A destinazione il ‘Tir umanitario’ diretto in Turchia e guidato dal locarnese Danilo Cau. ‘Imprevisti? Sì ce ne sono stati, ma niente di insormontabile’
Ottantanove ore dopo la partenza, di cui 34 trascorse al volante del suo autoarticolato, Danilo Cau ha raggiunto la sua destinazione. In Turchia, al termine di un viaggio lungo la bellezza di 1'670 km su strada e altri 850 km in traghetto, per portare un carico di beni per le persone colpite dal devastante terremoto al confine con la Siria.
Spento il motore dell'autoarticolato sono iniziate le operazioni di scarico. E per Danilo è l'ora di tirare (un po’) il fiato e ripercorrere il ‘film’ che gli è passato davanti agli occhi durante un tragitto carico di emozioni. «È stato un viaggio sicuramente emozionante – racconta il locarnese –. Con immagini che ti restano impresse nella memoria. Soprattutto all'ingresso in Turchia, dove sembrava davvero di entrare in tutto un altro mondo. Un confine fisico, ma anche ideologico e spirituale. A ricordarci che stavamo per entrare in questo ‘altro mondo’ c'era anche la preghiera che si sentiva distintamente dal minareto; momenti impressionanti, da pelle d'oca. Cose che, prima di questa avventura, mi era capitato di vedere solo al cinema».
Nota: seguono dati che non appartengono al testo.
#[cfg(test)]
mod tests {
    use std::io::{self, BufReader, Cursor, Read};

    use testkit::{Call, EMPTY_LOG_XES, GLOBALS_XES, ROUND_TRIP_XES, RecordingHandler};

    use super::*;

    fn parse_str(doc: &str) -> Result<RecordingHandler> {
        let mut handler = RecordingHandler::default();
        parse(doc.as_bytes(), &mut handler)?;
        Ok(handler)
    }

    #[test]
    fn emits_callbacks_in_document_order() {
        let handler = parse_str(ROUND_TRIP_XES).unwrap();
        let calls = &handler.calls;
        assert_eq!(calls.len(), 6);
        assert_eq!(calls[0], Call::LogStart("orders".into()));
        assert_eq!(
            calls[1],
            Call::Extension(Extension {
                name: Some("Concept".into()),
                prefix: Some("concept".into()),
                uri: Some("http://www.xes-standard.org/concept.xesext".into()),
            })
        );
        assert_eq!(
            calls[2],
            Call::Classifier(Classifier {
                name: Some("Activity".into()),
                keys: Some("concept:name".into()),
            })
        );
        assert!(matches!(calls[3], Call::Trace(_)));
        assert!(matches!(calls[4], Call::Trace(_)));
        assert_eq!(calls[5], Call::LogEnd);
    }

    #[test]
    fn materializes_trace_attributes_and_events() {
        let handler = parse_str(ROUND_TRIP_XES).unwrap();
        let traces = handler.traces();
        assert_eq!(traces.len(), 2);

        let first = traces[0];
        assert_eq!(first.attributes["cost"], AttributeValue::string("10"));
        assert_eq!(first.events.len(), 2);
        assert_eq!(
            first.events[0].attributes["concept:name"].value,
            "A".to_string()
        );
        assert_eq!(
            first.events[1].attributes["concept:name"].value,
            "B".to_string()
        );

        assert!(traces[1].attributes.is_empty());
        assert!(traces[1].events.is_empty());
    }

    #[test]
    fn merges_global_blocks_once_before_log_end() {
        let handler = parse_str(GLOBALS_XES).unwrap();
        let globals = handler.globals();
        assert_eq!(globals.len(), 1);

        let globals = globals[0];
        assert_eq!(globals.trace.len(), 2);
        assert_eq!(globals.trace["concept:name"].value, "UNKNOWN");
        assert_eq!(
            globals.trace["cost"],
            AttributeValue::new(AttributeType::Int, "0")
        );
        assert_eq!(globals.event.len(), 1);
        assert_eq!(globals.event["time:timestamp"].kind, AttributeType::Date);

        let n = handler.calls.len();
        assert!(matches!(handler.calls[n - 3], Call::Trace(_)));
        assert!(matches!(handler.calls[n - 2], Call::GlobalAttributes(_)));
        assert_eq!(handler.calls[n - 1], Call::LogEnd);
    }

    #[test]
    fn empty_log_skips_globals() {
        let handler = parse_str(EMPTY_LOG_XES).unwrap();
        assert_eq!(
            handler.calls,
            vec![Call::LogStart("empty".into()), Call::LogEnd]
        );
    }

    #[test]
    fn self_closing_log_uses_default_name() {
        let handler = parse_str("<log/>").unwrap();
        assert_eq!(
            handler.calls,
            vec![Call::LogStart(DEFAULT_LOG_NAME.into()), Call::LogEnd]
        );
    }

    #[test]
    fn ignores_unknown_and_nested_elements() {
        let doc = r#"<log>
          <meta><trace><event/></trace></meta>
          <trace>
            <list key="items">
              <values><string key="inner" value="x"/></values>
            </list>
            <string key="outer" value="y">
              <string key="child" value="z"/>
            </string>
            <event>
              <container key="c"><int key="deep" value="1"/></container>
              <boolean key="done" value="true"/>
            </event>
          </trace>
        </log>"#;
        let handler = parse_str(doc).unwrap();
        let traces = handler.traces();
        assert_eq!(traces.len(), 1);
        let trace = traces[0];
        assert_eq!(trace.attributes.len(), 1);
        assert_eq!(trace.attributes["outer"].value, "y");
        assert_eq!(trace.events.len(), 1);
        assert_eq!(trace.events[0].attributes.len(), 1);
        assert_eq!(
            trace.events[0].attributes["done"],
            AttributeValue::new(AttributeType::Boolean, "true")
        );
    }

    #[test]
    fn keeps_raw_values_and_last_duplicate() {
        let doc = r#"<log>
          <trace>
            <float key="cost" value="not-a-number"/>
            <string key="note" value="first"/>
            <string key="note" value="a &amp; b"/>
            <string value="keyless"/>
            <id key="ident"/>
          </trace>
        </log>"#;
        let handler = parse_str(doc).unwrap();
        let trace = handler.traces()[0];
        assert_eq!(trace.attributes["cost"].value, "not-a-number");
        assert_eq!(trace.attributes["note"].value, "a & b");
        assert_eq!(trace.attributes["ident"].value, "");
        assert_eq!(trace.attributes.len(), 3);
    }

    #[test]
    fn collects_log_level_attributes() {
        let doc = r#"<log>
          <string key="concept:name" value="orders"/>
          <string key="lifecycle:model" value="standard"/>
          <trace/>
        </log>"#;
        let handler = parse_str(doc).unwrap();
        let attrs = handler
            .calls
            .iter()
            .find_map(|c| match c {
                Call::LogAttributes(a) => Some(a.clone()),
                _ => None,
            })
            .unwrap();
        assert_eq!(attrs.len(), 2);
        assert_eq!(attrs["lifecycle:model"].value, "standard");
        assert_eq!(handler.traces().len(), 1);
    }

    #[test]
    fn missing_extension_fields_stay_absent() {
        let handler = parse_str(r#"<log><extension name="Lifecycle"/></log>"#).unwrap();
        assert_eq!(
            handler.calls[1],
            Call::Extension(Extension {
                name: Some("Lifecycle".into()),
                prefix: None,
                uri: None,
            })
        );
    }

    #[test]
    fn unterminated_trace_is_fatal() {
        let doc = r#"<log><trace><event><string key="a" value="b"/>"#;
        let mut handler = RecordingHandler::default();
        let err = parse(doc.as_bytes(), &mut handler).unwrap_err();
        assert!(matches!(err, XesError::Parse(_)));
        assert!(handler.traces().is_empty());
        assert!(!handler.calls.contains(&Call::LogEnd));
    }

    #[test]
    fn mismatched_tags_are_fatal() {
        let err = parse_str("<log><trace></event></log>").unwrap_err();
        assert!(matches!(err, XesError::Parse(_)));
    }

    #[test]
    fn non_log_root_is_rejected() {
        let err = parse_str("<events><trace/></events>").unwrap_err();
        assert!(err.to_string().contains("<log>"));
        let err = parse_str("").unwrap_err();
        assert!(err.to_string().contains("no <log>"));
    }

    #[test]
    fn handler_errors_abort_parse() {
        struct FailOnTrace(RecordingHandler);

        impl LogHandler for FailOnTrace {
            fn on_log_start(&mut self, name: &str) -> Result<()> {
                self.0.on_log_start(name)
            }
            fn on_extension(&mut self, extension: Extension) -> Result<()> {
                self.0.on_extension(extension)
            }
            fn on_classifier(&mut self, classifier: Classifier) -> Result<()> {
                self.0.on_classifier(classifier)
            }
            fn on_global_attributes(&mut self, globals: GlobalAttributes) -> Result<()> {
                self.0.on_global_attributes(globals)
            }
            fn on_trace(&mut self, _trace: XesTrace) -> Result<()> {
                Err(XesError::Store("rejected".into()))
            }
            fn on_log_end(&mut self) -> Result<()> {
                self.0.on_log_end()
            }
        }

        let mut handler = FailOnTrace(RecordingHandler::default());
        let err = parse(ROUND_TRIP_XES.as_bytes(), &mut handler).unwrap_err();
        assert!(matches!(err, XesError::Store(_)));
        assert!(!handler.0.calls.contains(&Call::LogEnd));
    }

    #[test]
    fn counts_traces_and_events() {
        let doc = testkit::generated_log(25, 4);
        let mut handler = RecordingHandler::default();
        let summary = parse(doc.as_bytes(), &mut handler).unwrap();
        assert_eq!(summary, ParseSummary { traces: 25, events: 100 });
    }

    #[test]
    fn honours_declared_latin1_encoding() {
        let doc: &[u8] = b"<?xml version=\"1.0\" encoding=\"ISO-8859-1\"?>\n\
            <log concept:name=\"caf\xE9\"><trace><string key=\"org:resource\" value=\"Jos\xE9\"/></trace></log>";
        let mut handler = RecordingHandler::default();
        parse(doc, &mut handler).unwrap();

        assert_eq!(handler.calls[0], Call::LogStart("caf\u{e9}".into()));
        let traces = handler.traces();
        assert_eq!(traces.len(), 1);
        assert_eq!(traces[0].attributes["org:resource"].value, "Jos\u{e9}");
    }

    /// Serves `data`, then fails every further read.
    struct CutOff {
        data: Cursor<Vec<u8>>,
    }

    impl Read for CutOff {
        fn read(&mut self, buf: &mut [u8]) -> io::Result<usize> {
            let n = self.data.read(buf)?;
            if n == 0 {
                return Err(io::Error::other("stream cut"));
            }
            Ok(n)
        }
    }

    #[test]
    fn traces_are_delivered_before_the_rest_of_the_stream_is_read() {
        let head = r#"<log><trace><string key="concept:name" value="case-1"/></trace><trace>"#;
        let source = BufReader::new(CutOff {
            data: Cursor::new(head.as_bytes().to_vec()),
        });
        let mut handler = RecordingHandler::default();

        let err = parse(source, &mut handler).unwrap_err();
        assert!(matches!(err, XesError::Parse(_)));
        assert!(err.to_string().contains("stream cut"), "{err}");
        assert_eq!(handler.traces().len(), 1);
        assert!(!handler.calls.contains(&Call::LogEnd));
    }
}
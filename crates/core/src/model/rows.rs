use serde::{Deserialize, Serialize};

#[derive(Debug, Clone, Copy, PartialEq, Eq, Serialize, Deserialize)]
pub enum AttributeScope {
    Log,
    TraceGlobal,
    EventGlobal,
}

impl AttributeScope {
    /// `(trace_global, event_global)` column values.
    pub fn flags(self) -> (bool, bool) {
        match self {
            Self::Log => (false, false),
            Self::TraceGlobal => (true, false),
            Self::EventGlobal => (false, true),
        }
    }
}

#[derive(Debug, Clone, PartialEq, Eq)]
pub struct LogTraceRow {
    pub sequence: i64,
    pub log_id: i64,
    pub trace_id: i64,
}

#[derive(Debug, Clone, PartialEq, Eq)]
pub struct LogAttributeRow {
    pub log_id: i64,
    pub scope: AttributeScope,
    pub attr_id: i64,
    pub value: String,
}

#[derive(Debug, Clone, PartialEq, Eq)]
pub struct TraceAttributeRow {
    pub trace_id: i64,
    pub attr_id: i64,
    pub value: String,
}

#[derive(Debug, Clone, PartialEq, Eq)]
pub struct TraceEventRow {
    pub sequence: i64,
    pub trace_id: i64,
    pub event_id: i64,
}

#[derive(Debug, Clone, PartialEq, Eq)]
pub struct EventAttributeRow {
    pub event_id: i64,
    pub attr_id: i64,
    pub value: String,
}

/// Rows waiting for the next grouped write. Every id referenced here has already
/// been assigned by a synchronous insert.
#[derive(Debug, Clone, Default, PartialEq, Eq)]
pub struct RowBatch {
    pub log_attributes: Vec<LogAttributeRow>,
    pub trace_attributes: Vec<TraceAttributeRow>,
    pub trace_events: Vec<TraceEventRow>,
    pub event_attributes: Vec<EventAttributeRow>,
}

impl RowBatch {
    pub fn len(&self) -> usize {
        self.log_attributes.len()
            + self.trace_attributes.len()
            + self.trace_events.len()
            + self.event_attributes.len()
    }

    pub fn is_empty(&self) -> bool {
        self.len() == 0
    }

    pub fn clear(&mut self) {
        self.log_attributes.clear();
        self.trace_attributes.clear();
        self.trace_events.clear();
        self.event_attributes.clear();
    }
}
Poi Danilo si sofferma sul lungo viaggio per arrivare a destinazione: «Un viaggio che, fortunatamente, non ci ha riservato brutte sorprese: tutto è filato liscio come l'olio, o quasi. Di ostacoli insormontabili non ne abbiamo incontrati: solo qualche leggero imprevisto comunque facilmente gestibile, e questo, quando si affronta un viaggio così lungo, è senz'ombra di dubbio qualcosa di molto positivo. Certo, qualche lungaggine più del normale l'abbiamo riscontrata al momento di presentarci in una dogana piuttosto che in un'altra, come pure al porto, al momento dell'imbarco sul traghetto. D'altra parte erano tutte cose messe a preventivo visto che trasportavamo un carico non usuale, cosa che ha un po’ rallentato il disbrigo delle pratiche. Ma siamo comunque stati fortunati, perché dall'altra parte abbiamo sempre trovato gente gentile e disponibile, di modo che pure queste questioni sono state evase in tempi relativamente brevi. A essere sincero, non era nemmeno così scontato che tutto andasse così, quasi come una lettera alla posta. Ciò che sulla carta può sembrare un viaggio come un altro, alla prova dei fatti presenta sempre parecchie incognite. In Turchia, ad esempio, abbiamo dovuto fare i conti (anche) con problemi dettati dalla difficoltà di comunicare, visto che lì solo in pochi parlano inglese, dogana compresa». Ma, appunto, niente di insormontabile... «No, esatto: alla fine siamo riusciti a capire, e loro hanno capito noi».
Ora che il grosso della nostra ‘missione umanitaria’ è finito, Danilo Cau può analizzarla con mente più distaccata e fredda: «È indubbiamente stata una bella avventura, anche parecchio toccante. Partire da un Paese al centro dell'Europa per arrivare in un Paese asiatico, e, soprattutto, contraddistinto da tutta un'altra cultura è sicuramente qualcosa che ti lascia il segno. Sì, la prima tappa di questa missione ce la siamo lasciata alle spalle, ma il nostro compito è tutt'altro che finito. Siamo arrivati a destinazione nella tarda serata di lunedì, per cui le operazioni di scarico le abbiamo rinviate all'indomani. Solo al termine di questa operazione ci godremo finalmente un paio di giorni di tregua per rifiatare, che, visto che siamo qui, verosimilmente spenderemo per visitare Istanbul, lasciando il nostro camion al quartier generale della Protezione civile. E poi si ritorna, per un viaggio che di certo non sarà privo di incognite nemmeno questo. Quando viaggi in un altro Paese, caratterizzato da tutto un altro modo di vivere, anche le cose che alle nostre latitudini sembrano scontate, ti accorgi che così non è. A volte va tutto liscio, come in Grecia, altre volte devi fare i conti con situazioni impreviste: in Turchia, ad esempio, le stazioni di rifornimento lungo l'autostrada sono merce più unica che rara...».